■ The data
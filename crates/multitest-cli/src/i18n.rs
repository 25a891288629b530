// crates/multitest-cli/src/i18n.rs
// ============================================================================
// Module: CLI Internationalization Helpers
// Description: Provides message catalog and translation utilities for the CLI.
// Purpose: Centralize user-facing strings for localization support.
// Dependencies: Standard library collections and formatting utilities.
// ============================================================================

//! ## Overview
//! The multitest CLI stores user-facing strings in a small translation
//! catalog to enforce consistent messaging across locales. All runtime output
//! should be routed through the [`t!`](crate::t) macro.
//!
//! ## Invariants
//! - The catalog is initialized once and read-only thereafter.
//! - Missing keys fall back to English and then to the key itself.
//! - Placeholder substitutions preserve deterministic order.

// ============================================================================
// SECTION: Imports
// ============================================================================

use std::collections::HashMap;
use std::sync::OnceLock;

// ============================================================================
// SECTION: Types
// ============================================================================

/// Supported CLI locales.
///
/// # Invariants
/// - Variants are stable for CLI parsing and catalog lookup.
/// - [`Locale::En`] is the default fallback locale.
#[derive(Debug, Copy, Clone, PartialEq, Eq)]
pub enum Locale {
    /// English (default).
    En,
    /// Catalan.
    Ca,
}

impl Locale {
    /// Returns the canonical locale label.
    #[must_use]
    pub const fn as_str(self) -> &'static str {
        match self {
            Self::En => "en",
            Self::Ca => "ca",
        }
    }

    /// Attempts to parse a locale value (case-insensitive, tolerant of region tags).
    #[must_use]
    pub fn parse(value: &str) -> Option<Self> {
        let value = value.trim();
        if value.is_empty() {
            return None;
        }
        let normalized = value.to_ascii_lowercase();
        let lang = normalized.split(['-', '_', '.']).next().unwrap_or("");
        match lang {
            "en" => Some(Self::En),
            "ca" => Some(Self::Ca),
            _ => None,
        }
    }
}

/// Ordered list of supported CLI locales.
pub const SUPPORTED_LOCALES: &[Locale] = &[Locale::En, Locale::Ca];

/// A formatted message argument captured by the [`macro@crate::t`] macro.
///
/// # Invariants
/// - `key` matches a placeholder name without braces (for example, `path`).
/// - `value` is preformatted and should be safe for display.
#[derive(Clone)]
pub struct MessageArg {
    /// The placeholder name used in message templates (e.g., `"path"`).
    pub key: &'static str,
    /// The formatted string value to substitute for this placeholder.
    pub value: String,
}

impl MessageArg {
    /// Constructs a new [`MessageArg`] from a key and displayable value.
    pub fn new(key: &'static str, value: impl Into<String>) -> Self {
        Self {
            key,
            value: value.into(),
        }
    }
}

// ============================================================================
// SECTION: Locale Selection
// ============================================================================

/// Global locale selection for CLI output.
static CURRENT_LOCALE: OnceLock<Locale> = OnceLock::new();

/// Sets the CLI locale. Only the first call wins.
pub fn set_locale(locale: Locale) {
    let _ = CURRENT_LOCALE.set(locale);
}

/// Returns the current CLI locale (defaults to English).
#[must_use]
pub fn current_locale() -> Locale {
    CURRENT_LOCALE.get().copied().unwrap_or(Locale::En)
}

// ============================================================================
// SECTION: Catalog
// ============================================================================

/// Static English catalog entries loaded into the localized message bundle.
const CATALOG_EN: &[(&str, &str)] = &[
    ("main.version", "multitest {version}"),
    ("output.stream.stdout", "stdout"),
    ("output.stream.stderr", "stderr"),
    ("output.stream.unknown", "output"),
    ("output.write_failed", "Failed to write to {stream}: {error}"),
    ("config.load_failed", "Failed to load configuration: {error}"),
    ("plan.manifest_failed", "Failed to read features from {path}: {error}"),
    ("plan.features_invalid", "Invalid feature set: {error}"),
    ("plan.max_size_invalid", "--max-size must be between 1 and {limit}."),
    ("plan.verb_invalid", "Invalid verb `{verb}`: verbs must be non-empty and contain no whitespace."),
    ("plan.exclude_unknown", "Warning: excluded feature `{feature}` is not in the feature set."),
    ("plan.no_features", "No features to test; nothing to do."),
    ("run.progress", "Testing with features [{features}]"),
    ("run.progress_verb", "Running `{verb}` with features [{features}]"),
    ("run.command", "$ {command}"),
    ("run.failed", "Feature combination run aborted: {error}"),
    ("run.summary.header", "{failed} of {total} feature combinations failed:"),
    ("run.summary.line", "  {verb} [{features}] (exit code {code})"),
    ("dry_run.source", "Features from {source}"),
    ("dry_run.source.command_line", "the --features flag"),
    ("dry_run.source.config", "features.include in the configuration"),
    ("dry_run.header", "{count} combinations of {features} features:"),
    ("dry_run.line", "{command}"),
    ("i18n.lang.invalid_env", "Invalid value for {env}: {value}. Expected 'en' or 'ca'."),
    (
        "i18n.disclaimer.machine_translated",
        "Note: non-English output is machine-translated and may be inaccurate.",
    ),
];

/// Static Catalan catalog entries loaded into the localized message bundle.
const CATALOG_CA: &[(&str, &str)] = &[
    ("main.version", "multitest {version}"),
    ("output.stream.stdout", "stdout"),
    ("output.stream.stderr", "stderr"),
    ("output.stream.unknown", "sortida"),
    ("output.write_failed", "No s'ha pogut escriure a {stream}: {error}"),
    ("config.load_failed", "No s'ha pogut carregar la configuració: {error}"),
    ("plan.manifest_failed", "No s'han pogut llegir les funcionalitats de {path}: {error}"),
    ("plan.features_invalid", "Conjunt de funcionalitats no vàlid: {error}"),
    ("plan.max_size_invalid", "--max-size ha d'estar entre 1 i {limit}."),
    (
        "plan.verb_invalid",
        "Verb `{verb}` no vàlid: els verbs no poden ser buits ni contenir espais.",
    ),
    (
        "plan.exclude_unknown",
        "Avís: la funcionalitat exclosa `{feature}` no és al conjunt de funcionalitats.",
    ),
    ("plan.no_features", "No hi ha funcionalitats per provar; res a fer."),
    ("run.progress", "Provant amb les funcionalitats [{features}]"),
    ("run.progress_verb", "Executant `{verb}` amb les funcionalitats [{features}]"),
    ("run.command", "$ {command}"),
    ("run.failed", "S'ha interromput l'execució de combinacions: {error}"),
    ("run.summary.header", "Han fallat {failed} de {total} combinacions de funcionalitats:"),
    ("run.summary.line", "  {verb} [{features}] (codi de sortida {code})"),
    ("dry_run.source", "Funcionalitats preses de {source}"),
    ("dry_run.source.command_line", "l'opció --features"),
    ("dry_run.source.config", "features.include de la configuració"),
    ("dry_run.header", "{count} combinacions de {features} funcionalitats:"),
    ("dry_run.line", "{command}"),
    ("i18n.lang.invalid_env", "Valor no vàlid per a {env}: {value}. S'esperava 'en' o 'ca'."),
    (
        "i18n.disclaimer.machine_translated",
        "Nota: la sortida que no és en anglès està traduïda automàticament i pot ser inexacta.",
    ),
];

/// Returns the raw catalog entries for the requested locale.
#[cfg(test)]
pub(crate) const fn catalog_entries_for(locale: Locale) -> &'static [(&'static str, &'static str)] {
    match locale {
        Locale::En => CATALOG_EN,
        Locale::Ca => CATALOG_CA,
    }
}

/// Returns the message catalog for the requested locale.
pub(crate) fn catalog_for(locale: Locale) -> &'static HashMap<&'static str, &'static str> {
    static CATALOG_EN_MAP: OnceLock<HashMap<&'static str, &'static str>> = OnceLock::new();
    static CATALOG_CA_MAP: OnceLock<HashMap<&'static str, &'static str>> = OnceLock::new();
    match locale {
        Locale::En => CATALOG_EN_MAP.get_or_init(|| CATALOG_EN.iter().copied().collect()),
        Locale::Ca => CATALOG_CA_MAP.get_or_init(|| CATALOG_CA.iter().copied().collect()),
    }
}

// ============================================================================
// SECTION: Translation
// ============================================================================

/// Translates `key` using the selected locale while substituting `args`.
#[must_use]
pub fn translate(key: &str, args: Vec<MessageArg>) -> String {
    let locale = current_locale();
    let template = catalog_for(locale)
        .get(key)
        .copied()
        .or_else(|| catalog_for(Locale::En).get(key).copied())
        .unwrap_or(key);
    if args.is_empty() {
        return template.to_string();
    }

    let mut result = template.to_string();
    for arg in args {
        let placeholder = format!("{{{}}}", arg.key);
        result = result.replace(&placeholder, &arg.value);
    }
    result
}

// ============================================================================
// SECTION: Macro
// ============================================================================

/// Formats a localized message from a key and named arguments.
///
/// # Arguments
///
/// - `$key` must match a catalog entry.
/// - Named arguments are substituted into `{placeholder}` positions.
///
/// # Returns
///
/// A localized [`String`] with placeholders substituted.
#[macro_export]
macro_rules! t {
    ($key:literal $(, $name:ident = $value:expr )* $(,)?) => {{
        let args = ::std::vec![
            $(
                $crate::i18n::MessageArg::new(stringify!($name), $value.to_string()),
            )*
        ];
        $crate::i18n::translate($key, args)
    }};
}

■ Goal of the exercise
Starting with the line that holds "pub const SUPPORTED_LOCALES: &[Locale]" and ending with the line that holds "#[derive(Clone)]", retype every line in the data above exactly, and nothing else.

■ Answer for the task
pub const SUPPORTED_LOCALES: &[Locale] = &[Locale::En, Locale::Ca];

/// A formatted message argument captured by the [`macro@crate::t`] macro.
///
/// # Invariants
/// - `key` matches a placeholder name without braces (for example, `path`).
/// - `value` is preformatted and should be safe for display.
#[derive(Clone)]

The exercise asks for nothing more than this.